Top of DATA TO USE
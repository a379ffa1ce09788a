//! Batch window scheduling
//!
//! Windows are fixed-duration buckets of wall-clock time:
//! `window = floor(unix_seconds / duration)`. Nothing is stored; every
//! query is a pure function of the clock, and each has an `_at` form taking
//! an explicit instant.
//!
//! Relative to the current window `c`, a window `w` is
//! - FUTURE when `w > c`
//! - ACTIVE when `w == c`
//! - PROCESSING when `w == c - 1`
//! - COMPLETED otherwise
//!
//! A window is ready for settlement once it is no longer active (`w < c`).

use crate::{types::BatchWindowId, Error, Result};
use chrono::{DateTime, Duration, TimeZone, Utc};
use serde::{Deserialize, Serialize};
use std::fmt;

/// Window status relative to the current window
#[derive(Debug, Clone, Copy, PartialEq, Eq, Serialize, Deserialize)]
#[serde(rename_all = "SCREAMING_SNAKE_CASE")]
pub enum WindowStatus {
    /// Not started yet
    Future,
    /// Collecting payments
    Active,
    /// Immediately prior window, being netted
    Processing,
    /// Older than the processing window
    Completed,
}

impl fmt::Display for WindowStatus {
    fn fmt(&self, f: &mut fmt::Formatter<'_>) -> fmt::Result {
        let s = match self {
            WindowStatus::Future => "FUTURE",
            WindowStatus::Active => "ACTIVE",
            WindowStatus::Processing => "PROCESSING",
            WindowStatus::Completed => "COMPLETED",
        };
        f.write_str(s)
    }
}

/// Description of one window
#[derive(Debug, Clone, PartialEq, Eq, Serialize, Deserialize)]
pub struct BatchWindowInfo {
    /// Window ID
    pub window_id: BatchWindowId,
    /// Inclusive start
    pub start_time: DateTime<Utc>,
    /// Exclusive end
    pub end_time: DateTime<Utc>,
    /// Status at the time of the query
    pub status: WindowStatus,
    /// Whether this is the current window
    pub is_current: bool,
}

/// Position of an instant inside its window
#[derive(Debug, Clone, PartialEq, Serialize, Deserialize)]
pub struct SettlementCycleInfo {
    /// Current window
    pub current_window: BatchWindowId,
    /// Window start
    pub window_start: DateTime<Utc>,
    /// Window end
    pub window_end: DateTime<Utc>,
    /// Seconds since window start
    pub elapsed_seconds: i64,
    /// Seconds until window end
    pub remaining_seconds: i64,
    /// Elapsed share of the window, 0-100
    pub progress_percent: f64,
}

/// Batch window calculator
#[derive(Debug, Clone, Copy, PartialEq, Eq)]
pub struct BatchWindowScheduler {
    duration_seconds: i64,
}

impl BatchWindowScheduler {
    /// Create scheduler with the given window duration
    pub fn new(duration_seconds: u64) -> Result<Self> {
        let duration_seconds = i64::try_from(duration_seconds)
            .ok()
            .filter(|d| *d > 0)
            .ok_or_else(|| {
                Error::Config(format!("Invalid window duration {}s", duration_seconds))
            })?;
        Ok(Self { duration_seconds })
    }

    /// Window duration
    pub fn duration(&self) -> Duration {
        Duration::seconds(self.duration_seconds)
    }

    /// Window containing `now`
    pub fn window_at(&self, now: DateTime<Utc>) -> BatchWindowId {
        now.timestamp().div_euclid(self.duration_seconds)
    }

    /// Current window
    pub fn current_window(&self) -> BatchWindowId {
        self.window_at(Utc::now())
    }

    /// Status of `window` as seen at `now`
    pub fn status_at(&self, window: BatchWindowId, now: DateTime<Utc>) -> WindowStatus {
        let current = self.window_at(now);
        if window > current {
            WindowStatus::Future
        } else if window == current {
            WindowStatus::Active
        } else if window == current - 1 {
            WindowStatus::Processing
        } else {
            WindowStatus::Completed
        }
    }

    /// Status of `window` now
    pub fn window_status(&self, window: BatchWindowId) -> WindowStatus {
        self.status_at(window, Utc::now())
    }

    /// `[start, end)` of `window`
    pub fn window_bounds(&self, window: BatchWindowId) -> Result<(DateTime<Utc>, DateTime<Utc>)> {
        let start_secs = window
            .checked_mul(self.duration_seconds)
            .ok_or_else(|| Error::InvalidInput(format!("Batch window {} out of range", window)))?;
        let start = Utc
            .timestamp_opt(start_secs, 0)
            .single()
            .ok_or_else(|| Error::InvalidInput(format!("Batch window {} out of range", window)))?;
        let end = start
            .checked_add_signed(self.duration())
            .ok_or_else(|| Error::InvalidInput(format!("Batch window {} out of range", window)))?;
        Ok((start, end))
    }

    /// Whether `window` has closed as of `now`
    pub fn is_ready_for_settlement_at(&self, window: BatchWindowId, now: DateTime<Utc>) -> bool {
        window < self.window_at(now)
    }

    /// Whether `window` has closed
    pub fn is_ready_for_settlement(&self, window: BatchWindowId) -> bool {
        self.is_ready_for_settlement_at(window, Utc::now())
    }

    /// Reject windows that have not started yet
    pub fn validate_window_at(&self, window: BatchWindowId, now: DateTime<Utc>) -> Result<()> {
        let current = self.window_at(now);
        if window > current {
            return Err(Error::InvalidInput(format!(
                "Batch window {} is in the future (current: {})",
                window, current
            )));
        }
        Ok(())
    }

    /// Describe `window` as seen at `now`
    pub fn info_at(&self, window: BatchWindowId, now: DateTime<Utc>) -> Result<BatchWindowInfo> {
        let (start_time, end_time) = self.window_bounds(window)?;
        Ok(BatchWindowInfo {
            window_id: window,
            start_time,
            end_time,
            status: self.status_at(window, now),
            is_current: window == self.window_at(now),
        })
    }

    /// Position of `now` inside its window
    pub fn cycle_info_at(&self, now: DateTime<Utc>) -> Result<SettlementCycleInfo> {
        let current_window = self.window_at(now);
        let (window_start, window_end) = self.window_bounds(current_window)?;
        let elapsed_seconds = (now - window_start).num_seconds();

        Ok(SettlementCycleInfo {
            current_window,
            window_start,
            window_end,
            elapsed_seconds,
            remaining_seconds: (window_end - now).num_seconds(),
            progress_percent: elapsed_seconds as f64 / self.duration_seconds as f64 * 100.0,
        })
    }
}

#[cfg(test)]
mod tests {
    use super::*;

    fn at(secs: i64) -> DateTime<Utc> {
        Utc.timestamp_opt(secs, 0).single().unwrap()
    }

    #[test]
    fn test_window_assignment() {
        let windows = BatchWindowScheduler::new(120).unwrap();

        assert_eq!(windows.window_at(at(0)), 0);
        assert_eq!(windows.window_at(at(119)), 0);
        assert_eq!(windows.window_at(at(120)), 1);
        assert_eq!(windows.window_at(at(1_700_000_000)), 14_166_666);
    }

    #[test]
    fn test_window_status() {
        let windows = BatchWindowScheduler::new(120).unwrap();
        let now = at(1200); // window 10

        assert_eq!(windows.status_at(11, now), WindowStatus::Future);
        assert_eq!(windows.status_at(10, now), WindowStatus::Active);
        assert_eq!(windows.status_at(9, now), WindowStatus::Processing);
        assert_eq!(windows.status_at(8, now), WindowStatus::Completed);
    }

    #[test]
    fn test_ready_for_settlement() {
        let windows = BatchWindowScheduler::new(120).unwrap();
        let now = at(1250);

        assert!(windows.is_ready_for_settlement_at(9, now));
        assert!(!windows.is_ready_for_settlement_at(10, now));
        assert!(windows.validate_window_at(10, now).is_ok());
        assert!(windows.validate_window_at(11, now).is_err());
    }

    #[test]
    fn test_window_bounds_and_cycle() {
        let windows = BatchWindowScheduler::new(120).unwrap();
        let (start, end) = windows.window_bounds(10).unwrap();
        assert_eq!(start, at(1200));
        assert_eq!(end, at(1320));

        let cycle = windows.cycle_info_at(at(1230)).unwrap();
        assert_eq!(cycle.current_window, 10);
        assert_eq!(cycle.elapsed_seconds, 30);
        assert_eq!(cycle.remaining_seconds, 90);
        assert!((cycle.progress_percent - 25.0).abs() < f64::EPSILON);

        let info = windows.info_at(10, at(1230)).unwrap();
        assert!(info.is_current);
        assert_eq!(info.status, WindowStatus::Active);
    }

    #[test]
    fn test_last_representable_window_is_an_error() {
        let windows = BatchWindowScheduler::new(120).unwrap();
        let last = windows.window_at(DateTime::<Utc>::MAX_UTC);

        assert!(matches!(windows.window_bounds(last), Err(Error::InvalidInput(_))));
        assert!(windows.info_at(last, DateTime::<Utc>::MAX_UTC).is_err());
        assert!(windows.window_bounds(i64::MAX).is_err());
    }

    #[test]
    fn test_zero_duration_rejected() {
        assert!(BatchWindowScheduler::new(0).is_err());
    }
}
Bottom of DATA TO USE
• _TASK PROMPT_
Every line above holding the string "PartialEq" should be listed.

• _RESPONSE_
#[derive(Debug, Clone, Copy, PartialEq, Eq, Serialize, Deserialize)]
#[derive(Debug, Clone, PartialEq, Eq, Serialize, Deserialize)]
#[derive(Debug, Clone, PartialEq, Serialize, Deserialize)]
#[derive(Debug, Clone, Copy, PartialEq, Eq)]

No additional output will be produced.